START Study material
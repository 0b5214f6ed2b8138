//! Resources Section Component
//!
//! Resource cards with a type-selected icon; the type has no behavior
//! beyond the icon.

use leptos::prelude::*;

use super::{confirm_delete, load_list, run_mutation};
use crate::api::use_api;
use crate::models::{NewResource, Resource};

const RESOURCE_KINDS: &[(&str, &str)] = &[
    ("video", "Video"),
    ("article", "Article"),
    ("report", "Report"),
    ("tool", "Tool"),
    ("other", "Other"),
];

#[component]
pub fn ResourcesSection() -> impl IntoView {
    let api = use_api();

    let (resources, set_resources) = signal(Vec::<Resource>::new());
    let (reload, set_reload) = signal(0u32);

    let (adding, set_adding) = signal(false);
    let (new_title, set_new_title) = signal(String::new());
    let (new_kind, set_new_kind) = signal(String::from("video"));
    let (new_url, set_new_url) = signal(String::new());
    let (new_notes, set_new_notes) = signal(String::new());

    Effect::new(move |_| {
        let _ = reload.get();
        load_list(api, "/resources", "resources", set_resources);
    });

    let on_add = move |ev: web_sys::SubmitEvent| {
        ev.prevent_default();
        let body = NewResource {
            title: new_title.get(),
            kind: new_kind.get(),
            url: new_url.get(),
            notes: new_notes.get(),
        };
        if body.title.is_empty() {
            return;
        }
        run_mutation(
            api.create("/resources", body),
            "Failed to add resource",
            move || {
                set_new_title.set(String::new());
                set_new_kind.set(String::from("video"));
                set_new_url.set(String::new());
                set_new_notes.set(String::new());
                set_adding.set(false);
                set_reload.update(|v| *v += 1);
            },
        );
    };

    let on_delete = move |id: u32| {
        if !confirm_delete("resource") {
            return;
        }
        run_mutation(
            api.remove("/resources", id),
            "Failed to delete resource",
            move || set_reload.update(|v| *v += 1),
        );
    };

    let resource_card = move |resource: Resource| {
        let id = resource.id;
        let icon = resource.icon();
        view! {
            <div class="card resource-card">
                <div class="row-between">
                    <h5>{resource.title.clone()}</h5>
                    <span class="badge bg-secondary">{resource.kind.clone()}</span>
                </div>
                <p>{resource.notes.clone().unwrap_or_default()}</p>
                <div class="row-between">
                    <a href=resource.url.clone() target="_blank">
                        <i class=format!("bi {icon}")></i>
                        " Open"
                    </a>
                    <button on:click=move |_| on_delete(id)>"Delete"</button>
                </div>
            </div>
        }
    };

    view! {
        <section class="resources-section">
            <div class="row-between">
                <h4>"Resources"</h4>
                <button on:click=move |_| set_adding.update(|v| *v = !*v)>"Add Resource"</button>
            </div>

            {move || adding.get().then(|| view! {
                <form class="inline-form" on:submit=on_add>
                    <input
                        type="text"
                        placeholder="Title"
                        prop:value=move || new_title.get()
                        on:input=move |ev| set_new_title.set(event_target_value(&ev))
                    />
                    <select on:change=move |ev| set_new_kind.set(event_target_value(&ev))>
                        {RESOURCE_KINDS
                            .iter()
                            .map(|(value, label)| view! { <option value=*value>{*label}</option> })
                            .collect_view()}
                    </select>
                    <input
                        type="url"
                        placeholder="URL"
                        prop:value=move || new_url.get()
                        on:input=move |ev| set_new_url.set(event_target_value(&ev))
                    />
                    <textarea
                        placeholder="Notes"
                        prop:value=move || new_notes.get()
                        on:input=move |ev| set_new_notes.set(event_target_value(&ev))
                    />
                    <button type="submit">"Save Resource"</button>
                </form>
            })}

            {move || {
                let all = resources.get();
                if all.is_empty() {
                    view! { <div class="alert alert-info">"No resources added yet."</div> }
                        .into_any()
                } else {
                    view! {
                        <div class="card-grid">
                            {all.into_iter().map(resource_card).collect_view()}
                        </div>
                    }
                    .into_any()
                }
            }}
        </section>
    }
}
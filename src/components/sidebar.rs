//! Sidebar Navigation Component
//!
//! One button per section plus logout. Clicking a section re-runs its load
//! routine by remounting the panel.

use leptos::prelude::*;

use crate::section::Section;
use crate::session::use_session;

#[component]
pub fn Sidebar(
    current: ReadSignal<Section>,
    set_current: WriteSignal<Section>,
) -> impl IntoView {
    let session = use_session();

    let on_logout = move |_| {
        session.clear();
        // Next login starts back on the dashboard.
        set_current.set(Section::Dashboard);
    };

    view! {
        <nav class="sidebar">
            <h2>"StudyDash"</h2>
            {Section::ALL
                .into_iter()
                .map(|section| {
                    let is_active = move || current.get() == section;
                    view! {
                        <button
                            class=move || if is_active() { "active" } else { "" }
                            on:click=move |_| {
                                let _ = window().location().set_hash(section.key());
                                set_current.set(section);
                            }
                        >
                            {section.label()}
                        </button>
                    }
                })
                .collect_view()}
            <button class="logout-btn" on:click=on_logout>
                "Logout"
            </button>
        </nav>
    }
}
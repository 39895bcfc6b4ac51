// Global configuration management

use anyhow::{Context, Result};
use serde::{Deserialize, Serialize};
use std::fs;
use std::path::PathBuf;

#[derive(Debug, Clone, Default, Serialize, Deserialize)]
pub struct Config {
    #[serde(default)]
    pub paths: PathsConfig,
}

#[derive(Debug, Clone, Serialize, Deserialize)]
pub struct PathsConfig {
    /// Directory tree scanned for source videos
    #[serde(default = "default_input_dir")]
    pub input_dir: PathBuf,

    /// Root for normalized outputs (mirrors the input tree)
    #[serde(default = "default_output_dir")]
    pub output_dir: PathBuf,

    /// Append-mode run log
    #[serde(default = "default_log_file")]
    pub log_file: PathBuf,

    /// Recognized source extensions, matched case-insensitively
    #[serde(default = "default_video_extensions")]
    pub video_extensions: Vec<String>,
}

fn videos_dir() -> PathBuf {
    dirs::home_dir()
        .unwrap_or_else(|| PathBuf::from("."))
        .join("Videos")
}

fn default_input_dir() -> PathBuf {
    videos_dir().join("ToConvert")
}

fn default_output_dir() -> PathBuf {
    videos_dir().join("Converted")
}

fn default_log_file() -> PathBuf {
    videos_dir().join("Logs").join("video_transcode.log")
}

fn default_video_extensions() -> Vec<String> {
    crate::engine::scan::VIDEO_EXTENSIONS
        .iter()
        .map(|s| s.to_string())
        .collect()
}

impl Default for PathsConfig {
    fn default() -> Self {
        Self {
            input_dir: default_input_dir(),
            output_dir: default_output_dir(),
            log_file: default_log_file(),
            video_extensions: default_video_extensions(),
        }
    }
}

impl Config {
    /// Get the path to the config file
    pub fn config_path() -> Result<PathBuf> {
        let config_dir = if cfg!(target_os = "macos") {
            dirs::home_dir()
                .context("Could not determine home directory")?
                .join(".config")
                .join("ffnorm")
        } else {
            dirs::config_dir()
                .context("Could not determine config directory")?
                .join("ffnorm")
        };

        Ok(config_dir.join("config.toml"))
    }

    /// Load config from disk, or fall back to built-in defaults
    pub fn load() -> Result<Self> {
        let config_path = Self::config_path()?;

        if config_path.exists() {
            let contents = fs::read_to_string(&config_path).with_context(|| {
                format!("Failed to read config file: {}", config_path.display())
            })?;

            let config: Config = toml::from_str(&contents).with_context(|| {
                format!("Failed to parse config file: {}", config_path.display())
            })?;

            Ok(config)
        } else {
            let config = Config::default();

            // Try to save the default config, but don't fail if we can't
            if let Err(e) = config.save() {
                eprintln!("Warning: Could not create default config file: {}", e);
                eprintln!(
                    "Using built-in defaults. Run 'ffnorm init-config' to create a config file."
                );
            }

            Ok(config)
        }
    }

    /// Save config to disk
    pub fn save(&self) -> Result<()> {
        let config_path = Self::config_path()?;

        if let Some(parent) = config_path.parent() {
            fs::create_dir_all(parent).with_context(|| {
                format!("Failed to create config directory: {}", parent.display())
            })?;
        }

        let contents = toml::to_string_pretty(self).context("Failed to serialize config")?;

        fs::write(&config_path, contents)
            .with_context(|| format!("Failed to write config file: {}", config_path.display()))?;

        Ok(())
    }

    /// Check if config file exists
    pub fn exists() -> bool {
        Self::config_path().map(|p| p.exists()).unwrap_or(false)
    }

    /// Create a default config file if it doesn't exist
    pub fn ensure_default() -> Result<()> {
        if !Self::exists() {
            let config = Config::default();
            config.save()?;
        }
        Ok(())
    }
}
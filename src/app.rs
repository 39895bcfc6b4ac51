use crate::cli::{Cli, Commands};
use ffnorm::engine::{self, EncodeJob, Orchestrator};
use ffnorm::{config, logging};
use std::path::PathBuf;
use std::process;

pub fn run(cli: Cli) {
    let config = config::Config::load().unwrap_or_default();

    if let Err(e) = logging::init(&config.paths.log_file) {
        eprintln!("Error setting up logging: {e:#}");
        process::exit(1);
    }

    let input_root = cli.input.unwrap_or_else(|| config.paths.input_dir.clone());
    let output_root = cli.output.unwrap_or_else(|| config.paths.output_dir.clone());
    let extensions = config.paths.video_extensions.clone();

    match cli.command {
        Some(Commands::CheckFfmpeg) => handle_check_ffmpeg(),
        Some(Commands::Probe { file }) => handle_probe(file),
        Some(Commands::Scan { directory }) => {
            handle_scan(directory.unwrap_or(input_root), &extensions)
        }
        Some(Commands::DryRun { directory }) => handle_dry_run(
            directory.unwrap_or(input_root),
            output_root,
            &extensions,
        ),
        Some(Commands::InitConfig) => handle_init_config(),
        Some(Commands::Run) | None => handle_run(input_root, output_root, extensions),
    }
}

fn handle_run(input_root: PathBuf, output_root: PathBuf, extensions: Vec<String>) {
    tracing::info!(
        "starting transcoding process for all files in {}",
        input_root.display()
    );

    let orchestrator = Orchestrator::new(input_root, output_root, extensions);
    match orchestrator.run() {
        Ok(stats) => {
            if stats.failed > 0 {
                process::exit(2);
            }
        }
        Err(e) => {
            tracing::error!("run aborted: {e:#}");
            process::exit(1);
        }
    }
}

fn handle_check_ffmpeg() {
    match engine::encode::ffmpeg_version() {
        Ok(version) => {
            println!("ffmpeg found: {}", version);
            match engine::probe::ffprobe_version() {
                Ok(probe_version) => {
                    println!("ffprobe found: {}", probe_version);
                }
                Err(e) => {
                    eprintln!("Error: {:#}", e);
                    process::exit(1);
                }
            }
        }
        Err(e) => {
            eprintln!("Error: {:#}", e);
            process::exit(1);
        }
    }
}

fn handle_probe(file: PathBuf) {
    match engine::probe::analyze(&file) {
        Ok(result) => {
            let bitrate = engine::target_bitrate_kbps(result.resolution, result.fps);
            println!("{}", file.display());
            println!("  resolution class: {}", result.resolution);
            println!("  frame rate:       {:.3} fps", result.fps);
            println!("  duration:         {:.2}s", result.duration_secs);
            println!(
                "  color:            {}/{}/{}",
                result.color.primaries, result.color.transfer, result.color.matrix
            );
            println!("  target bitrate:   {} kbps", bitrate);
        }
        Err(e) => {
            eprintln!("Error probing {}: {}", file.display(), e);
            process::exit(1);
        }
    }
}

fn handle_scan(directory: PathBuf, extensions: &[String]) {
    match engine::scan(&directory, extensions) {
        Ok(files) => {
            for file in &files {
                println!("{}", file.display());
            }
            println!("{} candidate file(s) under {}", files.len(), directory.display());
        }
        Err(e) => {
            eprintln!("Error scanning {}: {:#}", directory.display(), e);
            process::exit(1);
        }
    }
}

fn handle_dry_run(directory: PathBuf, output_root: PathBuf, extensions: &[String]) {
    let files = match engine::scan(&directory, extensions) {
        Ok(files) => files,
        Err(e) => {
            eprintln!("Error scanning {}: {:#}", directory.display(), e);
            process::exit(1);
        }
    };

    for file in files {
        match engine::probe::analyze(&file) {
            Ok(result) => {
                let bitrate = engine::target_bitrate_kbps(result.resolution, result.fps);
                let output = engine::relocate(
                    &directory,
                    &output_root,
                    &file,
                    engine::OUTPUT_EXTENSION,
                );
                let job = EncodeJob::build(&file, &output, bitrate, &result.color);
                println!("{}", job.display_command());
            }
            Err(e) => {
                println!("# skipped {}: {}", file.display(), e);
            }
        }
    }
}

fn handle_init_config() {
    let path = match config::Config::config_path() {
        Ok(p) => p,
        Err(e) => {
            eprintln!("Error: {:#}", e);
            process::exit(1);
        }
    };

    if config::Config::exists() {
        println!("Config file exists: {}", path.display());
        return;
    }

    match config::Config::ensure_default() {
        Ok(()) => println!("Created default config: {}", path.display()),
        Err(e) => {
            eprintln!("Error creating config: {:#}", e);
            process::exit(1);
        }
    }
}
END Study material
# What to work on
From the records above, pull out every line containing the word "Could".

# Task solution
                .context("Could not determine home directory")?
                .context("Could not determine config directory")?
                eprintln!("Warning: Could not create default config file: {}", e);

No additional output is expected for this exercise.